Mahkeme, gerekçeli kararında, uygulamanın gazetecilerin haber yapma
iradelerinde caydırıcı etki oluşturacağını belirtti. Kasım 2008'de
Başbakanlık ve Bakanlar Kurulu etkinliklerini her zamanki gibi izlemek
isteyen "Günlük Evrensel" muhabiri Sultan Özer,
"Hürriyet" muhabirleri Hasan Tüfekçi ve Turan
Yılmaz, "Milliyet" muhabiri Abdullah Karakuş,
Star Televizyonu'ndan Fatma Çözen ile "Akşam" muhabiri
Ali Ekber Ertürk'e daha sonra "devamsızlık" olarak
gösterilen bir gerekçeyle izin verilmemişti.
Nisan ortasında,
Avrupa Parlamentosu Gey ve Lezbiyen Hakları Çalışma Grubu Başkanı
Michael Cashman, "30 Nisan'da görülecek olan Lambdaistanbul
LGBTT Dayanışma Derneği'nin kapatılması yönündeki davada yerel
mahkemenin LGBTT bireylerin örgütlenme özgürlüğünü gözeten
bir karara varacağını umduğunu" söyledi. Cashman, "Eğer
Türkiye Avrupa Birliği'ne katılacaksa, tüm insanlara eşit şekilde
davranmalı ve her vatandaşının haklarına saygı duymalı"
dedi.
17 Nisan'da
İstanbul 14. Ağır Ceza Mahkemesi, Eylül 2008'de Belge Yayınları’ndan
çıkan ve 12 Eylül dönemini anlatan “Ölümden Zor Kararlar”
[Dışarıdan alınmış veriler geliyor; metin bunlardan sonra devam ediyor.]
use std::path::Path;

use glam::Mat4;
use gltf::mesh::Mode;

use crate::error::ViewerError;
use crate::options::MaterialOptions;
use crate::scene::material::{Material, Shading, Side};
use crate::scene::model::{Mesh, ModelAsset, Node, Primitive, TextureImage};

/// Import a glTF/GLB file and normalize its materials.
///
/// Every material referenced by a mesh is made single-sided and
/// metallic-roughness materials get the configured metalness and
/// roughness.
pub fn load_model(path: &Path, options: &MaterialOptions) -> Result<ModelAsset, ViewerError> {
    log::info!("loading model {}", path.display());
    let (document, buffers, images) = gltf::import(path)
        .map_err(|e| ViewerError::ModelLoad(format!("{}: {e}", path.display())))?;

    let textures: Vec<TextureImage> = images.iter().map(convert_image).collect();
    let mut materials: Vec<Material> = document
        .materials()
        .map(|m| convert_material(&m, textures.len()))
        .collect();
    // Index of the glTF default material, appended on first use.
    let mut default_material = None;

    let meshes: Vec<Mesh> = document
        .meshes()
        .map(|mesh| {
            let primitives = mesh
                .primitives()
                .filter_map(|primitive| {
                    if primitive.mode() != Mode::Triangles {
                        log::debug!(
                            "skipping {:?} primitive in mesh {:?}",
                            primitive.mode(),
                            mesh.name()
                        );
                        return None;
                    }
                    let reader =
                        primitive.reader(|b| buffers.get(b.index()).map(|data| data.0.as_slice()));
                    let positions: Vec<[f32; 3]> = reader.read_positions()?.collect();
                    let normals = reader
                        .read_normals()
                        .map_or_else(|| vec![[0.0, 1.0, 0.0]; positions.len()], Iterator::collect);
                    let tex_coords = reader.read_tex_coords(0).map_or_else(
                        || vec![[0.0; 2]; positions.len()],
                        |tc| tc.into_f32().collect(),
                    );
                    let indices = reader.read_indices().map_or_else(
                        || (0..positions.len() as u32).collect(),
                        |i| i.into_u32().collect(),
                    );
                    let material = primitive.material().index().unwrap_or_else(|| {
                        *default_material.get_or_insert_with(|| {
                            materials.push(Material::default());
                            materials.len() - 1
                        })
                    });
                    Some(Primitive {
                        positions,
                        normals,
                        tex_coords,
                        indices,
                        material,
                    })
                })
                .collect();
            Mesh {
                name: mesh.name().map(str::to_owned),
                primitives,
            }
        })
        .collect();

    let nodes: Vec<Node> = document
        .nodes()
        .map(|node| Node {
            name: node.name().map(str::to_owned),
            local_transform: Mat4::from_cols_array_2d(&node.transform().matrix()),
            children: node.children().map(|c| c.index()).collect(),
            mesh: node.mesh().map(|m| m.index()),
        })
        .collect();

    let roots: Vec<usize> = document
        .default_scene()
        .or_else(|| document.scenes().next())
        .map(|scene| scene.nodes().map(|n| n.index()).collect())
        .unwrap_or_default();

    let mut model = ModelAsset::new(nodes, roots, meshes, materials, textures);
    let touched = model.normalize_materials(options.metalness, options.roughness);
    log::info!(
        "loaded {} nodes, {} meshes, {} materials ({} normalized)",
        model.nodes().len(),
        model.meshes().len(),
        model.materials().len(),
        touched
    );
    Ok(model)
}

fn convert_material(material: &gltf::Material<'_>, texture_count: usize) -> Material {
    let pbr = material.pbr_metallic_roughness();
    Material {
        name: material.name().map(str::to_owned),
        base_color: pbr.base_color_factor(),
        base_color_texture: pbr
            .base_color_texture()
            .map(|info| info.texture().source().index())
            .filter(|&i| i < texture_count),
        emissive: material.emissive_factor(),
        metalness: pbr.metallic_factor(),
        roughness: pbr.roughness_factor(),
        side: if material.double_sided() {
            Side::Double
        } else {
            Side::Front
        },
        shading: if material.unlit() {
            Shading::Unlit
        } else {
            Shading::MetallicRoughness
        },
    }
}

/// Expand any 8- or 16-bit glTF image to RGBA8. Unsupported formats
/// become a single white pixel so texture indices stay valid.
fn convert_image(image: &gltf::image::Data) -> TextureImage {
    use gltf::image::Format;

    let expand = |channels: usize, bytes_per_channel: usize| -> Vec<u8> {
        let stride = channels * bytes_per_channel;
        let mut out = Vec::with_capacity(image.pixels.len() / stride * 4);
        for px in image.pixels.chunks_exact(stride) {
            // Little-endian 16-bit: keep the high byte.
            let c = |i: usize| px[i * bytes_per_channel + bytes_per_channel - 1];
            let rgba = match channels {
                1 => [c(0), c(0), c(0), 255],
                2 => [c(0), c(1), 0, 255],
                3 => [c(0), c(1), c(2), 255],
                _ => [c(0), c(1), c(2), c(3)],
            };
            out.extend_from_slice(&rgba);
        }
        out
    };

    let pixels = match image.format {
        Format::R8G8B8A8 => Some(image.pixels.clone()),
        Format::R8G8B8 => Some(expand(3, 1)),
        Format::R8G8 => Some(expand(2, 1)),
        Format::R8 => Some(expand(1, 1)),
        Format::R16G16B16A16 => Some(expand(4, 2)),
        Format::R16G16B16 => Some(expand(3, 2)),
        Format::R16G16 => Some(expand(2, 2)),
        Format::R16 => Some(expand(1, 2)),
        other => {
            log::warn!("unsupported texture format {other:?}; using white");
            None
        }
    };
    match pixels {
        Some(pixels) if pixels.len() == image.width as usize * image.height as usize * 4 => {
            TextureImage {
                width: image.width,
                height: image.height,
                pixels,
            }
        }
        _ => TextureImage {
            width: 1,
            height: 1,
            pixels: vec![255; 4],
        },
    }
}

#[cfg(test)]
mod tests {
    use std::path::PathBuf;

    use glam::Vec3;

    use super::*;

    fn fixture(name: &str) -> PathBuf {
        Path::new(env!("CARGO_MANIFEST_DIR"))
            .join("tests/fixtures")
            .join(name)
    }

    #[test]
    fn loads_nested_mesh_with_normalized_material() {
        let model = load_model(&fixture("quad.gltf"), &MaterialOptions::default()).unwrap();
        assert_eq!(model.nodes().len(), 2);
        assert_eq!(model.meshes().len(), 1);

        let first = model.first_mesh().unwrap();
        assert_eq!(first.node, 1);
        let primitive = &model.meshes()[first.mesh].primitives[0];
        assert_eq!(primitive.positions.len(), 4);
        assert_eq!(primitive.indices, vec![0, 1, 2, 0, 2, 3]);

        let material = &model.materials()[primitive.material];
        assert_eq!(material.side, Side::Front);
        assert_eq!(material.metalness, 0.3);
        assert_eq!(material.roughness, 0.4);
        assert_eq!(material.name.as_deref(), Some("panel"));
    }

    #[test]
    fn bounds_include_parent_translation() {
        let model = load_model(&fixture("quad.gltf"), &MaterialOptions::default()).unwrap();
        let bounds = model.bounds();
        // Root is translated by +2 on Y; the quad spans [-1, 1] in X and Y.
        assert!(bounds.min.abs_diff_eq(Vec3::new(-1.0, 1.0, 0.0), 1e-5));
        assert!(bounds.max.abs_diff_eq(Vec3::new(1.0, 3.0, 0.0), 1e-5));
    }

    #[test]
    fn model_without_meshes_has_no_first_mesh() {
        let model = load_model(&fixture("empty.gltf"), &MaterialOptions::default()).unwrap();
        assert!(model.first_mesh().is_none());
        assert!(model.bounds().is_empty());
    }

    #[test]
    fn malformed_file_is_a_model_load_error() {
        let err = load_model(&fixture("malformed.gltf"), &MaterialOptions::default());
        assert!(matches!(err, Err(ViewerError::ModelLoad(_))));
    }

    #[test]
    fn missing_file_is_a_model_load_error() {
        let err = load_model(&fixture("does-not-exist.glb"), &MaterialOptions::default());
        assert!(matches!(err, Err(ViewerError::ModelLoad(_))));
    }

    #[test]
    fn rgb_images_expand_to_rgba() {
        let data = gltf::image::Data {
            pixels: vec![10, 20, 30, 40, 50, 60],
            format: gltf::image::Format::R8G8B8,
            width: 2,
            height: 1,
        };
        let texture = convert_image(&data);
        assert_eq!(texture.pixels, vec![10, 20, 30, 255, 40, 50, 60, 255]);
    }

    #[test]
    fn sixteen_bit_images_keep_high_byte() {
        let data = gltf::image::Data {
            pixels: vec![0x34, 0x12],
            format: gltf::image::Format::R16,
            width: 1,
            height: 1,
        };
        assert_eq!(convert_image(&data).pixels, vec![0x12, 0x12, 0x12, 255]);
    }
}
isimli romanı Basın Kanunu’nun 25. Maddesi uyarınca el koydu. İstanbul
Cumhuriyet Başsavcı vekilinin talebini aynı gün karara bağlayan
mahkeme, N. Mehmet Güler’in yazdığı 111 sayfalık kitapta,
"örgüt propagandası yapıldığı" ve "halkı suç
işlemeye tahrik edildiği" iddia ediliyor.
Güler,“12 Eylül döneminin yarattığı ve çeyrek yüzyılı aşan
bir trajediyi, savaş ile aşk temasıyla anlattığım kurgusal bir
romandı yazdığım. Romandaki kahramanların sözlerini yargılamak
utanç verici” dedi.
Genelkurmay
Başkanı Orgeneral İlker Başbuğ'un, İstanbul'da Harp
Akademileri Komutanlığı Atatürk Harp Oyunu ve Kültür Merkezi'nde
15 Nisan'da yaptığı "Yıllık Değerlendirme" konuşmasını
dinlemeye bugüne kadar akreditasyon alamamış gazeteciler de davet
edildi. "Star" yazarı Mustafa Karaalioğlu, "Sabah"
yazarı Erdal Şafak, "Yeni Şafak" yazarı Fehmi
Koru'nun da aralarında bulunduğu gazeteciler, Harp Akademileri'ndeki
etkinliklere ilk kez katıldılar. Ayrıca, özellikle TSK'nın siyasi
yaşama dair müdahalelerini eleştiren "Star" yazarı
Mehmet Altan ve "Milliyet" yazarı Hasan Cemal,
"Yeni Şafak" yazarı Ali Bayramoğlu
da Bağbuğ'un konuşmasını Harp Akademileri'nde dinleyebildiler.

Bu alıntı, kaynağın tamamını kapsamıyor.